Excuse #4: “I was going to get a vasectomy, but you wanted to go on vacation.”
“Listen, I’m psyched to go on vacation, but just so you know, that’s when I was going to get it,” he said. “But I know you really want to go to the desert :”
“You mean, you were going to get one this spring? Did you have an appointment?” I asked.
“You decided we were going on vacation instead,” he said. “So no. I guess it’ll just have to wait. You were so excited to go and all.”
That’s when I realized that there was truly something deeper to these excuses. It had been a good three years since we first discussed him getting a vasectomy, and each year he got more and more squeamish about this “surgery” involving his manhood. No amount of nagging from me would change that. I knew he didn’t want another baby, but I also knew that he’d never admit his fear of getting snipped. They’re called the “family jewels,” and to him, they are extremely precious.
So I dropped it. Soon after our spring trip, I called my doctor and scheduled an IUD. And in all honesty I can say that I did it willingly because it was clearly the easiest route. I could go in, lie on a table, have an IUD inserted that will last for up to ten years, and voila, it’s done. No more nagging, no more excuses, no post-vasectomy sperm counts from a cup, and no more condoms.
When I told my husband about my plan to get an IUD, I explained that I decided to take one for the team, that this really did seem a whole heck of a lot easier than the vasectomy ordeal. He agreed, although not without mentioning that he “would have had one though :”
To this day, he has never really praised me or shown a whole lot of gratitude for me handling our birth control, probably because I kind of handled that for him: “See what I’ve done, honey? Now we are condom-free because of moi!” But my gloating aside, I do think he appreciated it.

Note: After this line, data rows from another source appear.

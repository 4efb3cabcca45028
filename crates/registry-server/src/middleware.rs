//! Middleware for the REST API server.

use axum::{
    extract::{Request, State},
    http::{header, Method},
    middleware::Next,
    response::{IntoResponse, Response},
};
use tower_http::cors::{Any, CorsLayer};
use tracing::info;

use crate::error::ApiError;
use crate::state::AppState;

/// Create CORS middleware.
pub fn cors_layer() -> CorsLayer {
    CorsLayer::new()
        .allow_origin(Any)
        .allow_methods(Any)
        .allow_headers(Any)
}

/// Request logging middleware.
pub async fn logging_middleware(request: Request, next: Next) -> Response {
    let method = request.method().clone();
    let uri = request.uri().clone();
    let start = std::time::Instant::now();

    let response = next.run(request).await;

    let duration = start.elapsed();
    let status = response.status();

    info!(
        method = %method,
        uri = %uri,
        status = %status.as_u16(),
        duration_ms = %duration.as_millis(),
        "Request completed"
    );

    response
}

/// Bearer key authentication for mutating requests.
///
/// Reads are public. Everything else needs `Authorization: Bearer <key>`
/// matching the configured key; with no key configured every write is
/// rejected.
pub async fn auth_middleware(
    State(state): State<AppState>,
    request: Request,
    next: Next,
) -> Response {
    if matches!(*request.method(), Method::GET | Method::HEAD | Method::OPTIONS) {
        return next.run(request).await;
    }

    let token = request
        .headers()
        .get(header::AUTHORIZATION)
        .and_then(|v| v.to_str().ok())
        .and_then(|v| v.strip_prefix("Bearer "))
        .map(str::trim)
        .unwrap_or("");

    if !state.authorizes(token) {
        tracing::debug!(
            method = %request.method(),
            uri = %request.uri(),
            read_only = state.is_read_only(),
            "Rejected unauthenticated write"
        );
        return ApiError::unauthorized().into_response();
    }

    next.run(request).await
}
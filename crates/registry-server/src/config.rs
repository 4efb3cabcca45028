//! Server configuration.

use std::net::SocketAddr;

use secrecy::SecretString;
use thiserror::Error;

/// Errors raised while reading the server configuration.
#[derive(Debug, Error)]
pub enum ConfigError {
    #[error("{name} is invalid: {reason}")]
    Invalid { name: &'static str, reason: String },
}

/// HTTP server settings.
#[derive(Debug, Clone)]
pub struct ServerConfig {
    /// Interface to bind (default: 0.0.0.0).
    pub host: String,
    /// Port to listen on (default: 3000).
    pub port: u16,
    /// Bearer key required for mutating requests. Without one the API is
    /// read-only.
    pub api_key: Option<SecretString>,
    /// Deployment environment name (default: production).
    pub environment: String,
}

impl Default for ServerConfig {
    fn default() -> Self {
        Self {
            host: "0.0.0.0".to_string(),
            port: 3000,
            api_key: None,
            environment: "production".to_string(),
        }
    }
}

impl ServerConfig {
    /// Set the API key.
    pub fn with_api_key(mut self, key: impl Into<String>) -> Self {
        self.api_key = Some(SecretString::new(key.into()));
        self
    }

    /// Create config from environment variables.
    ///
    /// Reads:
    /// - `REGISTRY_HOST` (default: 0.0.0.0)
    /// - `REGISTRY_PORT` (default: 3000)
    /// - `REGISTRY_API_KEY` (default: unset, read-only API)
    /// - `REGISTRY_ENVIRONMENT` (default: production)
    pub fn from_env() -> Result<Self, ConfigError> {
        let mut config = Self::default();

        if let Ok(host) = std::env::var("REGISTRY_HOST") {
            config.host = host;
        }

        if let Ok(port) = std::env::var("REGISTRY_PORT") {
            config.port = port.parse().map_err(|_| ConfigError::Invalid {
                name: "REGISTRY_PORT",
                reason: format!("'{}' is not a valid port number", port),
            })?;
        }

        if let Ok(key) = std::env::var("REGISTRY_API_KEY") {
            if !key.is_empty() {
                config.api_key = Some(SecretString::new(key));
            }
        }

        if let Ok(environment) = std::env::var("REGISTRY_ENVIRONMENT") {
            config.environment = environment;
        }

        Ok(config)
    }

    /// Socket address to bind.
    pub fn addr(&self) -> Result<SocketAddr, ConfigError> {
        format!("{}:{}", self.host, self.port)
            .parse()
            .map_err(|e| ConfigError::Invalid {
                name: "REGISTRY_HOST",
                reason: format!("{}", e),
            })
    }

    /// Whether mutating requests can be authorized at all.
    pub fn is_read_only(&self) -> bool {
        self.api_key.is_none()
    }
}

#[cfg(test)]
mod tests {
    use super::*;

    #[test]
    fn test_defaults() {
        let config = ServerConfig::default();
        assert_eq!(config.addr().unwrap().to_string(), "0.0.0.0:3000");
        assert!(config.is_read_only());
        assert_eq!(config.environment, "production");
    }

    #[test]
    fn test_api_key_is_not_printed() {
        let config = ServerConfig::default().with_api_key("s3cr3t");
        assert!(!config.is_read_only());
        assert!(!format!("{:?}", config).contains("s3cr3t"));
    }

    #[test]
    fn test_invalid_host() {
        let config = ServerConfig {
            host: "not a host".to_string(),
            ..Default::default()
        };
        assert!(config.addr().is_err());
    }
}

Even though my husband never admitted his fear of getting snipped, I’m not resentful. When I mention the vasectomy situation to a friend, she will immediately say, “Well you had the babies, couldn’t he get the vasectomy?” And I know a lot of women would agree with that sentiment. Of course I would’ve been psyched had he gone through with the procedure, but when he didn’t, it was obvious to me just how real his anxieties were. And I guess if the family jewels are so important to him, and I’m part of the family, it’s up to me to try and protect them too.